Exercise goal: Your response should contain each line of the data that includes "Result".

Exercise material:
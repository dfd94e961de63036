// SPDX-FileCopyrightText: © 2026 Echotome Contributors
//
// SPDX-License-Identifier: MPL-2.0

//! On-disk persistence for Ritual Ownership Certificates: `<rituals_dir>/<rune_id>.roc`.

use crate::certificate::RitualCertificate;
use echotome_core::error::Result;
use std::fs;
use std::path::{Path, PathBuf};

fn certificate_path(rituals_dir: &Path, rune_id: &str) -> PathBuf {
    rituals_dir.join(format!("{rune_id}.roc"))
}

/// Persists `certificate` under `rituals_dir`, atomically.
///
/// # Errors
///
/// Returns [`EchotomeError::Io`](echotome_core::error::EchotomeError::Io)
/// on filesystem failure.
pub fn store_certificate(rituals_dir: &Path, certificate: &RitualCertificate) -> Result<()> {
    fs::create_dir_all(rituals_dir)?;
    let path = certificate_path(rituals_dir, certificate.rune_id());
    let tmp_path = path.with_extension("roc.tmp");
    let bytes = serde_json::to_vec_pretty(certificate)
        .map_err(|e| echotome_core::error::EchotomeError::InvalidInput(e.to_string()))?;
    fs::write(&tmp_path, bytes)?;
    fs::rename(&tmp_path, &path)?;
    tracing::debug!(rune_id = certificate.rune_id(), "stored ritual certificate");
    Ok(())
}

/// Loads the certificate for `rune_id` from `rituals_dir`.
///
/// # Errors
///
/// Returns [`EchotomeError::Io`](echotome_core::error::EchotomeError::Io)
/// if the file does not exist or cannot be read, or
/// [`EchotomeError::InvalidInput`](echotome_core::error::EchotomeError::InvalidInput)
/// if its contents are not a valid certificate.
pub fn load_certificate(rituals_dir: &Path, rune_id: &str) -> Result<RitualCertificate> {
    let path = certificate_path(rituals_dir, rune_id);
    let bytes = fs::read(&path)?;
    serde_json::from_slice(&bytes)
        .map_err(|e| echotome_core::error::EchotomeError::InvalidInput(format!("malformed certificate: {e}")))
}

Solved problem:
use echotome_core::error::Result;
pub fn store_certificate(rituals_dir: &Path, certificate: &RitualCertificate) -> Result<()> {
pub fn load_certificate(rituals_dir: &Path, rune_id: &str) -> Result<RitualCertificate> {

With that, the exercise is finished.